Comme les habitants du Nord-du-Québec sont appelés à partager leur devenir de façon inéluctable, connaître et faire connaître le passé de l'autre peut sans nul doute faciliter leur cohabitation. Aussi l'ouvrage s'est-il attardé à rappeler l'histoire de l'occupation de ce territoire. L'ouvrage a également pour objectif de présenter une région encore méconnue par la majorité des citoyens et qui renvoie même à des clichés comme ceux d'un Nord inhabitable en raison du climat rigoureux, de l'absence d'infrastructures, etc. Pourtant, il y a tout de même 40 000 personnes qui habitent le Nord-du-Québec en permanence. Bref, pour reprendre le propos de l'un des plus illustres spécialistes du Nord, Louis-Edmond Hamelin, ce livre a pour but de « faire le dit du Nord (le raconter, sous toutes ces formes, pour toute époque, en tous lieux, à tout niveau, à tous points de vue et à toutes langues) [1] ».
La présentation des résultats de recherche dans cette synthèse tient compte globalement d'une approche spatiotemporelle et des groupes humains qui ont habité la région à l'étude.

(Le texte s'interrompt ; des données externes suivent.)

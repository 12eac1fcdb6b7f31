use super::{EditOutcome, RectEditor};
use crate::geometry::{CropRect, Size};
use crate::types::{Parity, Scope, ViewMode};

/// The crop rectangles of one scope, ready to hand to the applier
#[derive(Debug, Clone, Copy, PartialEq)]
#[cfg_attr(
    feature = "serde",
    derive(serde::Serialize, serde::Deserialize),
    serde(tag = "scope", rename_all = "snake_case")
)]
pub enum ScopedRects {
    /// One rectangle for every page
    All { rect: Option<CropRect> },
    /// Independent rectangles for odd and even pages
    Parity {
        odd: Option<CropRect>,
        even: Option<CropRect>,
    },
}

impl ScopedRects {
    /// Rectangle that applies to a page of the given parity
    pub fn rect_for(&self, parity: Parity) -> Option<CropRect> {
        match (self, parity) {
            (ScopedRects::All { rect }, _) => *rect,
            (ScopedRects::Parity { odd, .. }, Parity::Odd) => *odd,
            (ScopedRects::Parity { even, .. }, Parity::Even) => *even,
        }
    }

    pub fn is_empty(&self) -> bool {
        match self {
            ScopedRects::All { rect } => rect.is_none(),
            ScopedRects::Parity { odd, even } => odd.is_none() && even.is_none(),
        }
    }

    /// Convert preview pixels rendered at `zoom` px/pt into points
    pub fn in_points(&self, zoom: f64) -> Self {
        let scale = |r: Option<CropRect>| {
            r.and_then(|r| {
                CropRect::new(r.left() / zoom, r.top() / zoom, r.right() / zoom, r.bottom() / zoom)
            })
        };
        match *self {
            ScopedRects::All { rect } => ScopedRects::All { rect: scale(rect) },
            ScopedRects::Parity { odd, even } => ScopedRects::Parity {
                odd: scale(odd),
                even: scale(even),
            },
        }
    }
}

/// Editors for the all-pages rectangle and the two parity rectangles
#[derive(Debug, Clone, Default)]
pub struct CropSelection {
    all: RectEditor,
    odd: RectEditor,
    even: RectEditor,
    link_parity_sizes: bool,
}

impl CropSelection {
    pub fn new(bounds: Size) -> Self {
        Self {
            all: RectEditor::new(bounds),
            odd: RectEditor::new(bounds),
            even: RectEditor::new(bounds),
            link_parity_sizes: false,
        }
    }

    pub fn editor(&self, scope: Scope) -> &RectEditor {
        match scope {
            Scope::All => &self.all,
            Scope::Odd => &self.odd,
            Scope::Even => &self.even,
        }
    }

    pub fn editor_mut(&mut self, scope: Scope) -> &mut RectEditor {
        match scope {
            Scope::All => &mut self.all,
            Scope::Odd => &mut self.odd,
            Scope::Even => &mut self.even,
        }
    }

    pub fn link_parity_sizes(&self) -> bool {
        self.link_parity_sizes
    }

    pub fn set_link_parity_sizes(&mut self, link: bool) {
        self.link_parity_sizes = link;
    }

    /// Resize every editor's bounds (new document or canvas)
    pub fn set_bounds(&mut self, bounds: Size) {
        self.all.set_bounds(bounds);
        self.odd.set_bounds(bounds);
        self.even.set_bounds(bounds);
    }

    /// Drop every rectangle and gesture
    pub fn reset(&mut self) {
        self.all.clear();
        self.odd.clear();
        self.even.clear();
    }

    /// Abort any gesture in progress on every editor
    pub fn cancel(&mut self) {
        self.all.cancel();
        self.odd.cancel();
        self.even.cancel();
    }

    /// Propagate a finished gesture on `scope` to the linked parity editor
    pub fn after_edit(&mut self, scope: Scope, outcome: EditOutcome) {
        if !self.link_parity_sizes {
            return;
        }
        let EditOutcome::Committed(rect) = outcome else {
            return;
        };
        let other = match scope {
            Scope::Odd => &mut self.even,
            Scope::Even => &mut self.odd,
            Scope::All => return,
        };
        sync_size(other, rect);
    }

    /// Carry the current rectangle across an overlay mode change
    pub fn switch_overlay(&mut self, from: ViewMode, to: ViewMode) {
        if from.is_preview() || to.is_preview() || from.is_parity() == to.is_parity() {
            return;
        }
        if to.is_parity() {
            if let Some(rect) = self.all.rect() {
                self.odd.set_rect(Some(rect));
                if self.link_parity_sizes {
                    sync_size(&mut self.even, rect);
                }
            }
        } else if let Some(rect) = self.odd.rect() {
            self.all.set_rect(Some(rect));
        }
    }

    /// The rectangles that a crop in `mode` should apply
    pub fn scoped_rects(&self, mode: ViewMode) -> ScopedRects {
        if mode.is_parity() {
            ScopedRects::Parity {
                odd: self.odd.rect(),
                even: self.even.rect(),
            }
        } else {
            ScopedRects::All {
                rect: self.all.rect(),
            }
        }
    }

    /// Install rectangles (e.g. from a preset), replacing the current ones
    pub fn load(&mut self, rects: &ScopedRects) {
        match *rects {
            ScopedRects::All { rect } => self.all.set_rect(rect),
            ScopedRects::Parity { odd, even } => {
                self.odd.set_rect(odd);
                self.even.set_rect(even);
            }
        }
    }
}

// Keep the target's position, take the source's size; copy outright if empty
fn sync_size(target: &mut RectEditor, source: CropRect) {
    let synced = match target.rect() {
        Some(existing) => source.moved_to(existing.top_left()),
        None => source,
    };
    target.set_rect(Some(synced));
}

La synthèse débute par un bref rappel du cadre naturel de cette immense région qui couvre près de la moitié du Québec, tout en soulignant quelques représentations qui s'y rattachent (chapitre 1). Puis l'ouvrage fait le point sur les plus anciennes traces de l'occupation humaine [14] de ce territoire. Deux chapitres sont consacrés aux ancêtres des Inuits * actuels les Dorsétiens (chapitre 2) et les Thuléens (chapitre 3) qui ont peuplé la partie septentrionale du Québec à une époque où les terres d'Amérique étaient encore à peu près inconnues des Européens. Ce retour sur les origines des premiers occupants se poursuit autour de la présence des Cris avant le XVIIe siècle (chapitre 4).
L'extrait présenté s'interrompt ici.